**Try it:**
Which lines of the data below hold "crates"? Copy each of them.

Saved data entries
=== Section Start ===

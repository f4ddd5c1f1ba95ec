//! DDL statements and migrations for the SQLite schema.
//!
//! Records are stored whole as JSON text in `documents`, partitioned by
//! collection. Timestamps are TEXT in ISO 8601 format with millisecond
//! precision so they sort lexically.

/// Current schema version. Bumped whenever DDL or migrations change.
pub const CURRENT_SCHEMA_VERSION: i32 = 2;

/// Core DDL statements executed during `init_schema`.
pub const SCHEMA_STATEMENTS: &[&str] = &[
    // -- Documents -----------------------------------------------------------
    r#"
    CREATE TABLE IF NOT EXISTS documents (
        collection TEXT NOT NULL,
        id         TEXT NOT NULL,
        body       TEXT NOT NULL,
        created_at TEXT NOT NULL DEFAULT (strftime('%Y-%m-%dT%H:%M:%fZ', 'now')),
        updated_at TEXT NOT NULL DEFAULT (strftime('%Y-%m-%dT%H:%M:%fZ', 'now')),
        PRIMARY KEY (collection, id)
    )
    "#,
    "CREATE INDEX IF NOT EXISTS idx_documents_created_at ON documents(collection, created_at)",
    // -- Sessions ------------------------------------------------------------
    r#"
    CREATE TABLE IF NOT EXISTS sessions (
        token      TEXT PRIMARY KEY,
        user_id    TEXT NOT NULL,
        created_at TEXT NOT NULL,
        expires_at TEXT NOT NULL
    )
    "#,
    "CREATE INDEX IF NOT EXISTS idx_sessions_user ON sessions(user_id)",
    "CREATE INDEX IF NOT EXISTS idx_sessions_expires_at ON sessions(expires_at)",
    // -- Activity log --------------------------------------------------------
    r#"
    CREATE TABLE IF NOT EXISTS activity (
        id          INTEGER PRIMARY KEY AUTOINCREMENT,
        collection  TEXT NOT NULL,
        document_id TEXT NOT NULL,
        action      TEXT NOT NULL,
        actor       TEXT NOT NULL,
        summary     TEXT NOT NULL DEFAULT '',
        created_at  TEXT NOT NULL DEFAULT (strftime('%Y-%m-%dT%H:%M:%fZ', 'now'))
    )
    "#,
    "CREATE INDEX IF NOT EXISTS idx_activity_document ON activity(collection, document_id)",
    // -- Config table --------------------------------------------------------
    r#"
    CREATE TABLE IF NOT EXISTS config (
        key   TEXT PRIMARY KEY,
        value TEXT NOT NULL
    )
    "#,
    // -- Metadata table ------------------------------------------------------
    r#"
    CREATE TABLE IF NOT EXISTS metadata (
        key   TEXT PRIMARY KEY,
        value TEXT NOT NULL
    )
    "#,
];

/// Default configuration values inserted on first init.
pub const DEFAULT_CONFIG: &[(&str, &str)] = &[("farm_name", "Farmstead"), ("currency", "USD")];

/// Schema migrations applied after initial DDL.
///
/// Each migration is a `(name, sql)` pair. Migrations are tracked in the
/// `metadata` table under the key `migration:<name>` so they run at most once.
pub const MIGRATIONS: &[(&str, &str)] = &[(
    "001_activity_created_at_index",
    "CREATE INDEX IF NOT EXISTS idx_activity_created_at ON activity(created_at)",
)];
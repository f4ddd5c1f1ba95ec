//! Task summary.

use std::collections::BTreeMap;

use chrono::NaiveDate;
use serde::Serialize;

use farm_core::enums::TaskStatus;
use farm_core::filter::DateRange;
use farm_core::task::Task;
use farm_storage::DocumentAccess;
use farm_storage::error::Result;

use crate::load;

#[derive(Debug, Clone, PartialEq, Default, Serialize)]
#[serde(rename_all = "camelCase")]
pub struct TaskSummary {
    pub total: usize,
    pub by_status: BTreeMap<String, usize>,
    pub overdue: usize,
    /// Completed over all tasks that were not cancelled.
    pub completion_rate: f64,
}

pub fn summarize_tasks(tasks: &[Task], today: NaiveDate) -> TaskSummary {
    let mut summary = TaskSummary {
        total: tasks.len(),
        ..TaskSummary::default()
    };
    let (mut completed, mut cancelled) = (0usize, 0usize);
    for t in tasks {
        *summary.by_status.entry(t.status.to_string()).or_default() += 1;
        match t.status {
            TaskStatus::Completed => completed += 1,
            TaskStatus::Cancelled => cancelled += 1,
            _ => {}
        }
        if t.is_overdue(today) {
            summary.overdue += 1;
        }
    }
    let considered = summary.total - cancelled;
    if considered > 0 {
        let rate = completed as f64 / considered as f64;
        summary.completion_rate = (rate * 10_000.0).round() / 10_000.0;
    }
    summary
}

/// Tasks due within `range`.
pub fn task_summary<A>(access: &A, range: DateRange, today: NaiveDate) -> Result<TaskSummary>
where
    A: DocumentAccess + ?Sized,
{
    let tasks: Vec<Task> = load(access, range)?;
    Ok(summarize_tasks(&tasks, today))
}

#[cfg(test)]
mod tests {
    use super::*;

    fn task(day: u32, status: TaskStatus) -> Task {
        let mut t = Task::new("t", NaiveDate::from_ymd_opt(2024, 9, day).unwrap());
        t.status = status;
        t
    }

    #[test]
    fn counts_and_rate() {
        let today = NaiveDate::from_ymd_opt(2024, 9, 10).unwrap();
        let tasks = vec![
            task(1, TaskStatus::Completed),
            task(2, TaskStatus::Pending),
            task(3, TaskStatus::InProgress),
            task(4, TaskStatus::Cancelled),
            task(20, TaskStatus::Pending),
        ];
        let s = summarize_tasks(&tasks, today);
        assert_eq!(s.total, 5);
        assert_eq!(s.by_status["pending"], 2);
        assert_eq!(s.by_status["in_progress"], 1);
        assert_eq!(s.overdue, 2);
        assert_eq!(s.completion_rate, 0.25);
    }

    #[test]
    fn all_cancelled_rate_is_zero() {
        let today = NaiveDate::from_ymd_opt(2024, 9, 10).unwrap();
        let s = summarize_tasks(&[task(1, TaskStatus::Cancelled)], today);
        assert_eq!(s.completion_rate, 0.0);
        assert_eq!(s.overdue, 0);
    }
}
//! Discovery of the `.farm/` directory.
//!
//! `.farm/` holds a farm's database and `config.yaml`. Commands find it by
//! walking up from the working directory, the way `git` finds `.git/`.

use std::path::{Path, PathBuf};

use crate::config::ConfigError;

/// Name of the metadata directory.
pub const FARM_DIR_NAME: &str = ".farm";

/// Environment variable that overrides discovery.
pub const FARM_DIR_ENV: &str = "FARM_DIR";

/// Walks up from `start` looking for `.farm/`.
///
/// `FARM_DIR` wins when it names an existing directory. Returns `None` once
/// the filesystem root is reached.
///
/// ```no_run
/// use farm_config::farm_dir::find_farm_dir;
/// use std::path::Path;
///
/// if let Some(dir) = find_farm_dir(Path::new(".")) {
///     println!("farm data in {}", dir.display());
/// }
/// ```
pub fn find_farm_dir(start: &Path) -> Option<PathBuf> {
    if let Ok(env_dir) = std::env::var(FARM_DIR_ENV) {
        let env_path = PathBuf::from(env_dir);
        if env_path.is_dir() {
            return Some(env_path);
        }
    }

    let start = start.canonicalize().ok()?;
    start
        .ancestors()
        .map(|dir| dir.join(FARM_DIR_NAME))
        .find(|candidate| candidate.is_dir())
}

/// Like [`find_farm_dir`], failing with [`ConfigError::FarmDirNotFound`].
pub fn find_farm_dir_or_error(start: &Path) -> Result<PathBuf, ConfigError> {
    find_farm_dir(start).ok_or(ConfigError::FarmDirNotFound)
}

/// Creates `.farm/` under `path` (or `path` itself when it is already named
/// `.farm`) and returns it.
pub fn ensure_farm_dir(path: &Path) -> Result<PathBuf, ConfigError> {
    let farm_dir = if path.ends_with(FARM_DIR_NAME) {
        path.to_path_buf()
    } else {
        path.join(FARM_DIR_NAME)
    };
    std::fs::create_dir_all(&farm_dir)?;
    Ok(farm_dir)
}

#[cfg(test)]
mod tests {
    use super::*;

    #[test]
    fn finds_dir_from_nested_child() {
        let dir = tempfile::tempdir().unwrap();
        let farm = dir.path().join(FARM_DIR_NAME);
        std::fs::create_dir(&farm).unwrap();
        let child = dir.path().join("records").join("2024");
        std::fs::create_dir_all(&child).unwrap();

        let found = find_farm_dir(&child).unwrap().canonicalize().unwrap();
        assert_eq!(found, farm.canonicalize().unwrap());
        assert!(find_farm_dir_or_error(&child).is_ok());
    }

    #[test]
    fn ensure_creates_and_is_idempotent() {
        let dir = tempfile::tempdir().unwrap();
        let first = ensure_farm_dir(dir.path()).unwrap();
        assert!(first.is_dir());
        assert!(first.ends_with(FARM_DIR_NAME));
        assert_eq!(ensure_farm_dir(dir.path()).unwrap(), first);
        assert_eq!(ensure_farm_dir(&first).unwrap(), first);
    }
}
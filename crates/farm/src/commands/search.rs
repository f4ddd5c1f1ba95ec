//! `farm search` -- free-text search across records.

use anyhow::Result;

use farm_report::search::search;

use crate::cli::SearchArgs;
use crate::context::RuntimeContext;
use crate::output::{output_json, output_table};

pub fn run(ctx: &RuntimeContext, args: &SearchArgs) -> Result<()> {
    let (store, _) = ctx.open_store()?;
    let hits = search(&store, &args.query, args.limit)?;

    if ctx.json {
        return output_json(&hits);
    }
    if ctx.quiet {
        return Ok(());
    }
    if hits.is_empty() {
        println!("No matches for {:?}.", args.query);
        return Ok(());
    }
    let rows: Vec<Vec<String>> = hits
        .iter()
        .map(|h| vec![h.collection.clone(), h.id.clone(), h.label.clone()])
        .collect();
    output_table(&["COLLECTION", "ID", "RECORD"], &rows);
    println!("\n{} match(es)", hits.len());
    Ok(())
}
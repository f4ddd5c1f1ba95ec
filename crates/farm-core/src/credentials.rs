//! Password hashing and session tokens.
//!
//! Passwords are hashed with Argon2id and stored as PHC strings
//! (`$argon2id$v=19$m=...,t=...,p=...$<salt>$<hash>`), so the parameters
//! travel with each hash.

use std::sync::LazyLock;

use argon2::password_hash::{PasswordHash, PasswordHasher, PasswordVerifier, SaltString};
use argon2::{Algorithm, Argon2, Params, Version};
use rand::Rng;
use rand::distr::Alphanumeric;

pub const SALT_LEN: usize = 16;
pub const SESSION_TOKEN_LEN: usize = 48;

/// Minimum accepted password length for new passwords.
pub const MIN_PASSWORD_LEN: usize = 8;

/// Error type for hashing failures.
#[derive(Debug, Clone, PartialEq, thiserror::Error)]
#[error("password hashing failed: {0}")]
pub struct HashError(String);

impl From<argon2::password_hash::Error> for HashError {
    fn from(e: argon2::password_hash::Error) -> Self {
        Self(e.to_string())
    }
}

/// Hashes `password` with a fresh random salt and the default Argon2id
/// parameters.
pub fn hash_password(password: &str) -> Result<String, HashError> {
    hash_password_with(password, &Argon2::default())
}

/// Like [`hash_password`] with explicit parameters.
pub fn hash_password_with(password: &str, argon: &Argon2<'_>) -> Result<String, HashError> {
    let salt_bytes: [u8; SALT_LEN] = rand::rng().random();
    let salt = SaltString::encode_b64(&salt_bytes)?;
    Ok(argon.hash_password(password.as_bytes(), &salt)?.to_string())
}

/// Cheap parameters for tests and fixtures.
pub fn fast_hasher() -> Argon2<'static> {
    let params = Params::new(Params::MIN_M_COST, Params::MIN_T_COST, 1, None)
        .unwrap_or_default();
    Argon2::new(Algorithm::Argon2id, Version::V0x13, params)
}

/// Checks `password` against a stored PHC hash. Malformed hashes never
/// verify.
pub fn verify_password(password: &str, stored: &str) -> bool {
    let Ok(parsed) = PasswordHash::new(stored) else {
        return false;
    };
    Argon2::default()
        .verify_password(password.as_bytes(), &parsed)
        .is_ok()
}

static UNKNOWN_USER_HASH: LazyLock<String> =
    LazyLock::new(|| hash_password("no such user").unwrap_or_default());

/// Verifies `password` against a throwaway hash and returns false. Used for
/// logins that name no user, so they cost the same as a wrong password.
pub fn reject_unknown_user(password: &str) -> bool {
    verify_password(password, &UNKNOWN_USER_HASH);
    false
}

/// Random alphanumeric bearer token.
pub fn generate_session_token() -> String {
    rand::rng()
        .sample_iter(&Alphanumeric)
        .take(SESSION_TOKEN_LEN)
        .map(char::from)
        .collect()
}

=== Section End ===

**Solution to this exercise:**
filename crates/farm/src/commands/search.rs
filename crates/farm-core/src/credentials.rs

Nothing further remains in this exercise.